DATA FOR THE TASK:
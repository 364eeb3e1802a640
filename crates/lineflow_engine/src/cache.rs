//! Process-wide catalog snapshot with a TTL.
//!
//! The cache is an explicit object owned by the engine; tests build their
//! own instead of sharing a global.

use crate::error::{EngineError, Result};
use lineflow_db::LineflowDb;
use lineflow_lifecycle::{CodeCatalog, Phase};
use std::collections::HashMap;
use std::sync::{Arc, RwLock};
use std::time::{Duration, Instant};
use tracing::debug;

/// Phase label to state id, with fallback substitution.
#[derive(Debug, Clone, Default)]
pub struct StateMap {
    ids: HashMap<Phase, i64>,
}

impl StateMap {
    pub fn new(entries: impl IntoIterator<Item = (Phase, i64)>) -> Self {
        Self {
            ids: entries.into_iter().collect(),
        }
    }

    /// State id for `phase`, or for the first fallback that has one.
    pub fn resolve(&self, phase: Phase) -> Result<i64> {
        std::iter::once(&phase)
            .chain(phase.state_fallbacks())
            .find_map(|p| self.ids.get(p).copied())
            .ok_or(EngineError::CatalogIncomplete(phase))
    }

    /// Fail fast when any of `phases` cannot be resolved.
    pub fn require(&self, phases: &[Phase]) -> Result<()> {
        for phase in phases {
            self.resolve(*phase)?;
        }
        Ok(())
    }

    pub fn len(&self) -> usize {
        self.ids.len()
    }

    pub fn is_empty(&self) -> bool {
        self.ids.is_empty()
    }
}

/// Everything a decision needs from the catalogs.
#[derive(Debug, Clone, Default)]
pub struct CatalogSnapshot {
    pub states: StateMap,
    pub codes: CodeCatalog,
}

struct Cached {
    snapshot: Arc<CatalogSnapshot>,
    loaded_at: Instant,
}

pub struct CatalogCache {
    ttl: Duration,
    slot: RwLock<Option<Cached>>,
}

impl CatalogCache {
    pub fn new(ttl: Duration) -> Self {
        Self {
            ttl,
            slot: RwLock::new(None),
        }
    }

    /// Current snapshot, reloading from the store when stale.
    pub async fn snapshot(&self, db: &LineflowDb) -> Result<Arc<CatalogSnapshot>> {
        if let Some(fresh) = self.fresh() {
            return Ok(fresh);
        }

        let snapshot = Arc::new(load(db).await?);
        debug!(
            states = snapshot.states.len(),
            diagnosis_codes = snapshot.codes.diagnosis_count(),
            repair_codes = snapshot.codes.repair_count(),
            "Catalog cache refreshed"
        );
        if let Ok(mut slot) = self.slot.write() {
            *slot = Some(Cached {
                snapshot: Arc::clone(&snapshot),
                loaded_at: Instant::now(),
            });
        }
        Ok(snapshot)
    }

    /// Drop the cached snapshot; the next read reloads.
    pub fn invalidate(&self) {
        if let Ok(mut slot) = self.slot.write() {
            *slot = None;
        }
    }

    fn fresh(&self) -> Option<Arc<CatalogSnapshot>> {
        let slot = self.slot.read().ok()?;
        let cached = slot.as_ref()?;
        (cached.loaded_at.elapsed() < self.ttl).then(|| Arc::clone(&cached.snapshot))
    }
}

async fn load(db: &LineflowDb) -> Result<CatalogSnapshot> {
    let states = db
        .list_states()
        .await?
        .into_iter()
        .filter_map(|entry| Phase::parse(&entry.name).map(|phase| (phase, entry.id)));
    Ok(CatalogSnapshot {
        states: StateMap::new(states),
        codes: db.code_catalog().await?,
    })
}

#[cfg(test)]
mod tests {
    use super::*;
    use tempfile::TempDir;

    #[test]
    fn test_resolve_with_fallback() {
        let states = StateMap::new([(Phase::Retest, 4), (Phase::Scrap, 6)]);
        assert_eq!(states.resolve(Phase::Retest).unwrap(), 4);
        assert_eq!(states.resolve(Phase::Ensamble).unwrap(), 4);
        assert_eq!(states.resolve(Phase::Scrap).unwrap(), 6);
        assert!(matches!(
            states.resolve(Phase::Reparacion),
            Err(EngineError::CatalogIncomplete(Phase::Reparacion))
        ));
    }

    #[tokio::test]
    async fn test_snapshot_is_cached_until_invalidated() {
        let tmp = TempDir::new().unwrap();
        let db = LineflowDb::open(tmp.path().join("cache.db")).await.unwrap();
        let cache = CatalogCache::new(Duration::from_secs(3600));

        let empty = cache.snapshot(&db).await.unwrap();
        assert!(empty.states.is_empty());

        db.seed_catalogs().await.unwrap();
        let still_cached = cache.snapshot(&db).await.unwrap();
        assert!(still_cached.states.is_empty());

        cache.invalidate();
        let reloaded = cache.snapshot(&db).await.unwrap();
        assert_eq!(reloaded.states.len(), 7);
        assert_eq!(reloaded.codes.repair_count(), 19);
    }

    #[tokio::test]
    async fn test_zero_ttl_always_reloads() {
        let tmp = TempDir::new().unwrap();
        let db = LineflowDb::open(tmp.path().join("cache.db")).await.unwrap();
        let cache = CatalogCache::new(Duration::ZERO);

        assert!(cache.snapshot(&db).await.unwrap().states.is_empty());
        db.seed_catalogs().await.unwrap();
        assert_eq!(cache.snapshot(&db).await.unwrap().states.len(), 7);
    }
}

PROBLEM DESCRIPTION:
Track down all lines above with the string "Duration" and copy them.

ANSWER:
use std::time::{Duration, Instant};
    ttl: Duration,
    pub fn new(ttl: Duration) -> Self {
        let cache = CatalogCache::new(Duration::from_secs(3600));
        let cache = CatalogCache::new(Duration::ZERO);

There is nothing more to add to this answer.